Il giorno prima che Lacedelli e Compagnoni raggiungano la vetta, Walter Bonatti scende dall'ottavo campo verso il settimo per recuperare le bombole d'ossigeno lasciate lì la sera prima da altri compagni. Con questo carico sulle spalle, insieme ad Amir Mahdi, risale fino all'ottavo campo e di lì fino al luogo in cui Compagnoni e Lacedelli avrebbero dovuto allestire il nono campo.

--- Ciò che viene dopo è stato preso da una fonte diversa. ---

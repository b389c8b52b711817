//! Coarse overlap check between piece origins. Advisory only: orientation
//! is ignored, so rotated or elongated pieces can slip through.

use crate::geometry::distance;
use crate::types::{PlacedPiece, Point, TrackPiece};

fn overlaps(new_piece: &TrackPiece, new_position: Point, placed: &PlacedPiece) -> bool {
    let new_width = new_piece.dimensions.footprint().width;
    let placed_width = placed.piece().dimensions.footprint().width;
    distance(new_position, placed.position()) < (new_width + placed_width) / 2.0
}

/// Whether `new_piece` at `new_position` sits on top of any placed piece.
pub fn check_collision(
    new_piece: &TrackPiece,
    new_position: Point,
    placed_pieces: &[PlacedPiece],
) -> bool {
    placed_pieces
        .iter()
        .any(|placed| overlaps(new_piece, new_position, placed))
}

/// Ids of every placed piece `new_piece` would overlap, in slice order.
pub fn find_collisions<'a>(
    new_piece: &TrackPiece,
    new_position: Point,
    placed_pieces: &'a [PlacedPiece],
) -> Vec<&'a str> {
    placed_pieces
        .iter()
        .filter(|placed| overlaps(new_piece, new_position, placed))
        .map(|placed| placed.id())
        .collect()
}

I due però, soprattutto per scelta di Compagnoni, non allestiscono il campo dov'era stato previsto la sera prima di comune accordo con Bonatti, ma lo fissano circa 250 metri di dislivello più in alto. Bonatti e Mahdi riescono ad arrivare nei pressi del luogo concordato poco prima del tramonto, ma non vengono aiutati da Compagnoni e Lacedelli, che invece d'indicar loro la strada per la tenda si limitano a suggerire da lontano di lasciare l'ossigeno e tornare indietro; cosa impossibile, visto il buio che incombe, lo sforzo già sostenuto dai due dalle prime ore del giorno, e vista soprattutto l'inesperienza di Mahdi a quelle quote e su quei terreni. Si ritrovano così soli a dover affrontare una notte all'addiaccio nella "zona della morte" con temperature stimate intorno ai -50 °C, senza tenda, sacco a pelo o altro mezzo per potersi riparare. Solo alle prime luci dell'alba del giorno successivo i due possono muoversi e ritornare verso il campo 8, dove giungono in mattinata; Mahdi riporta seri congelamenti alle mani ed ai piedi, ed in seguito subisce l'amputazione di alcune dita. Walter Bonatti è’ stato per decenni infamato di aver ostacolato l’impresa e messo in pericolo la vita degli altri due alpinisti. Bonatti rimase talmente deluso dall'atteggiamento dei suoi compagni da prediligere da allora in poi imprese alpinistiche condotte prevalentemente in solitaria Nel 1994 il dottore australiano Robert Marshall rintraccia la prima foto scattata in vetta al K2, che era stata pubblicata sull'annuario svizzero "Berge der Welt" del 1955. Tale foto mostra che le maschere dell'ossigeno erano state utilizzate fino in vetta, e l'ossigeno non era finito a quota 8.400 come sostenevano le versioni ufficiali del Club Alpino Italiano, redatta da Compagnoni e presentata da Desio, riabilitando finalmente Bonatti e la sua versione dei fatti. Nella suggestiva cornice del teatro di Ostia Antica, il tempo trascorre veloce assaporando le storie di questi tre personaggi. Con ritmo piacevole, Luca Argentero ci conduce con grazia, stile e misura dentro gli avvenimenti, facendoci godere e riflettere.